Hello folks, D-Rock here! It's been a while, I know, and although none of you out there are reading this anymore, I thought I'd post something anyway. (I don't have my own blog, and I have a secret, sexual desire to see the Sports Quiz Radio Blog have success -- seriously, I 'jerk it' to the idea . . . or do I? Either way, I've had Dutch potatoes on the brain since algebra times.) Anyway --
We, as lovers of pop-culture, find ourselves at the upcoming close of something near and dear to my heart, and maybe yours as well -- Chris Nolan's 'Dark Knight' Trilogy. (I would say Batman, but I prefer him to be known by the aforementioned.) I've seen both the Prologue and the first full length trailer for 'The Dark Knight Rises', via the wondrous bootleg world that is the 'inter-webs.' I don't like to get emotional, especially on the something as 'emotion-less' as the Sports Quiz diaries, but I must say that a journey; a film series that has been with me for the better part of my adult-life, is now drawing to it's close. I can't deny it, nor would I want to. Sad as it is, I must respect that a 'story' has touched me so deeply, as all good stories do for us, and that they all must end. . . .
I believed in Batman when I was 3-years-old. I drew pictures of him; my mother put them up on our refrigerator. They were, as all kids' drawing are, hokey, circular-faced, and sausage-fingered. But even from those early, Adam West-inspired days, I knew that Batman stood for something more than most of our comic book heroes do (Spiderman and Supe excluded.) I felt something when it came to the 'idea' of what Batman is! Even in those days of Adam West re-runs, there was something about the character that struck a nerve in my 3-year-old heart, and maybe, even then, I knew what darkness was . . . .
Then, something magical happened. I saw a preview on our old TV for 'Batman'. Michael Keaton was The Batman; Jack Nicholson was The Joker. I was five. I constantly asked my mom if we could go see it in the theater.
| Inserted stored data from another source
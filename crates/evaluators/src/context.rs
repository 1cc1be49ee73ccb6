//! The element abstraction evaluators run against, and the scoped context that
//! carries the "current" element through one evaluation.
use crate::name::{NameTest, QualifiedName};
use std::borrow::Cow;

/// Read access to an element and its ancestor chain.
///
/// Implemented by materialized tree nodes and by streamed elements. The methods
/// only ask for what a streaming parser can provide at the moment an element is
/// visited: its own name, attributes and text, its open ancestors, and its
/// ordinal among the siblings seen so far.
pub trait ElementContext: Clone {
    fn local_name(&self) -> &str;

    fn namespace_uri(&self) -> Option<&str>;

    /// The value of an attribute, or `None` when the element does not carry it.
    fn attribute(&self, name: &QualifiedName) -> Option<&str>;

    /// The concatenated text directly contained by the element.
    fn text(&self) -> Cow<'_, str>;

    /// The parent element, or `None` at the document element.
    fn parent(&self) -> Option<Self>;

    /// 1-based ordinal of this element among its preceding siblings (and itself)
    /// that satisfy `test`, in document order. Returns 0 if the element itself
    /// does not satisfy `test`.
    fn position(&self, test: &NameTest) -> usize;
}

/// An element of a fully built document: siblings and descendants exist.
pub trait TreeEvaluable: ElementContext {}

/// An element of a document being streamed: only the open ancestors exist.
pub trait StreamEvaluable: ElementContext {}

/// Walks `levels` parents up from `element`.
pub fn ancestor<E: ElementContext>(element: &E, levels: usize) -> Option<E> {
    let mut current = element.clone();
    for _ in 0..levels {
        current = current.parent()?;
    }
    Some(current)
}

/// The element an evaluation started from, plus the ancestor it is currently
/// positioned on.
///
/// Evaluators receive a `ScopedContext` by value and hand back the one they
/// ended on inside an [`Evaluation`]. Ancestors are always located relative to
/// the original target, so the result of moving to a level does not depend on
/// where earlier evaluators left the context.
#[derive(Debug, Clone)]
pub struct ScopedContext<E> {
    target: E,
    current: Option<E>,
    level: usize,
}

impl<E: ElementContext> ScopedContext<E> {
    pub fn new(target: E) -> Self {
        Self {
            current: Some(target.clone()),
            target,
            level: 0,
        }
    }

    pub fn target(&self) -> &E {
        &self.target
    }

    /// The element at the current level; `None` when the ancestor chain is
    /// shorter than the level.
    pub fn current(&self) -> Option<&E> {
        self.current.as_ref()
    }

    pub fn level(&self) -> usize {
        self.level
    }

    /// Repositions the context on the ancestor `level` steps above the target.
    pub fn at_level(&self, level: usize) -> Self {
        if level == self.level {
            return self.clone();
        }
        let current = if level > self.level {
            self.current
                .as_ref()
                .and_then(|c| ancestor(c, level - self.level))
        } else {
            ancestor(&self.target, level)
        };
        Self {
            target: self.target.clone(),
            current,
            level,
        }
    }
}

/// The outcome of evaluating one evaluator node.
#[derive(Debug, Clone)]
pub struct Evaluation<E> {
    pub matched: bool,
    pub context: ScopedContext<E>,
}

impl<E> Evaluation<E> {
    pub fn new(matched: bool, context: ScopedContext<E>) -> Self {
        Self { matched, context }
    }
}

#[cfg(test)]
mod tests {
    use super::*;
    use crate::testing::create_order_document;

    #[test]
    fn test_ancestor_walk() {
        let doc = create_order_document();
        let item = doc.element(2);
        assert_eq!(ancestor(&item, 0).unwrap().local_name(), "item");
        assert_eq!(ancestor(&item, 1).unwrap().local_name(), "order");
        assert!(ancestor(&item, 2).is_none());
    }

    #[test]
    fn test_scoped_context_moves_up_and_back() {
        let doc = create_order_document();
        let ctx = ScopedContext::new(doc.element(2));
        assert_eq!(ctx.current().unwrap().local_name(), "item");

        let up = ctx.at_level(1);
        assert_eq!(up.level(), 1);
        assert_eq!(up.current().unwrap().local_name(), "order");
        assert_eq!(up.target().local_name(), "item");

        // Going back down re-walks from the target.
        let down = up.at_level(0);
        assert_eq!(down.current().unwrap().local_name(), "item");
    }

    #[test]
    fn test_scoped_context_beyond_root_is_absent() {
        let doc = create_order_document();
        let ctx = ScopedContext::new(doc.element(2)).at_level(5);
        assert!(ctx.current().is_none());
        assert_eq!(ctx.at_level(1).current().unwrap().local_name(), "order");
    }
}
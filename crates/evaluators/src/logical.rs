//! `and` / `or` combinators.
use crate::context::{ElementContext, Evaluation, ScopedContext};
use crate::evaluator::Evaluator;
use crate::execution::ExecutionContext;

/// Short-circuits on a false left side. The right side starts from the context
/// the left side ended on.
#[derive(Debug, Clone, PartialEq)]
pub struct AndEvaluator {
    left: Box<Evaluator>,
    right: Box<Evaluator>,
}

impl AndEvaluator {
    pub fn new(left: Evaluator, right: Evaluator) -> Self {
        Self {
            left: Box::new(left),
            right: Box::new(right),
        }
    }

    pub fn left(&self) -> &Evaluator {
        &self.left
    }

    pub fn right(&self) -> &Evaluator {
        &self.right
    }

    pub fn evaluate<E: ElementContext>(
        &self,
        ctx: ScopedContext<E>,
        exec: &ExecutionContext,
    ) -> Evaluation<E> {
        let left = self.left.evaluate(ctx, exec);
        if !left.matched {
            return left;
        }
        self.right.evaluate(left.context, exec)
    }
}

/// Short-circuits on a true left side.
#[derive(Debug, Clone, PartialEq)]
pub struct OrEvaluator {
    left: Box<Evaluator>,
    right: Box<Evaluator>,
}

impl OrEvaluator {
    pub fn new(left: Evaluator, right: Evaluator) -> Self {
        Self {
            left: Box::new(left),
            right: Box::new(right),
        }
    }

    pub fn left(&self) -> &Evaluator {
        &self.left
    }

    pub fn right(&self) -> &Evaluator {
        &self.right
    }

    pub fn evaluate<E: ElementContext>(
        &self,
        ctx: ScopedContext<E>,
        exec: &ExecutionContext,
    ) -> Evaluation<E> {
        let left = self.left.evaluate(ctx, exec);
        if left.matched {
            return left;
        }
        self.right.evaluate(left.context, exec)
    }
}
She always responded with "no." She thought it'd appeared to be "too dark for kids." She was partially right, but mostly wrong: my first memory of buying a VHS tape was in Hills Department Store, when my dad bought my brother and I the VHS of 'Batman'. We obsessed over that tape. We watched it every night. We bought the 'Batman' role-play sets, and chased each other around the living room, pretending that we lived in that world, where the Bat was the Hero.
I 'got' it. I got what Batman was: He was a brooding hero who saved the oppressed. He overcame his own nightmare, utilized it, and dealt his own suffering out to those who inflicted pain upon others who were oppressed. The Bat, The Darkness . . . the Monster who taps into the nightmares of those who are afraid. I loved that. I still love it. Fear Fighting Fear -- that's The Batman.
No hero comes without their own flaws, and no hero comes without their own dark story; that's why The Batman intrigued me so much, I think, as a kid. I must've known that; respected it. Pain is paramount in the decisions we make. Pain shapes our life-decisions; cursing us! It's 50/50 when you're flawed. You can go one way as easily as you go the other, as some of you may know. Batman chose the right way -- he sacrificed himself for the well being of others because he 'could.' On one hand, he did it for himself, ('to avenge his parents' death'), but ultimately, his story becomes much more than that. He did it because he was ultimately decent; he did it because he's fucked up, and never stopped being that child on Crime Alley, kneeling before his dead parents. He does it because he's screwed up, and the only way to fight the nightmare, is to BECOME the nightmare . . .
Chris Nolan's Batman Trilogy ends this summer, a trilogy which began when I was living in New Jersey as a wide-eyed young man, and continued when I lived in my first apartment, with a fantastic young woman who has since existed my story. . .
I'm not the man I was, back then. I'm horribly jaded, despicable, and downright belligerent now . . . but I still 'believe' in The Batman. I'll be 28-years-old when Bane breaks the Bat; I'll never forget the 5-year-old I once was, when the Cape and Cowl meant something to me. It still does; always will. The Night Will Rise . . . The Dark Knight Rises.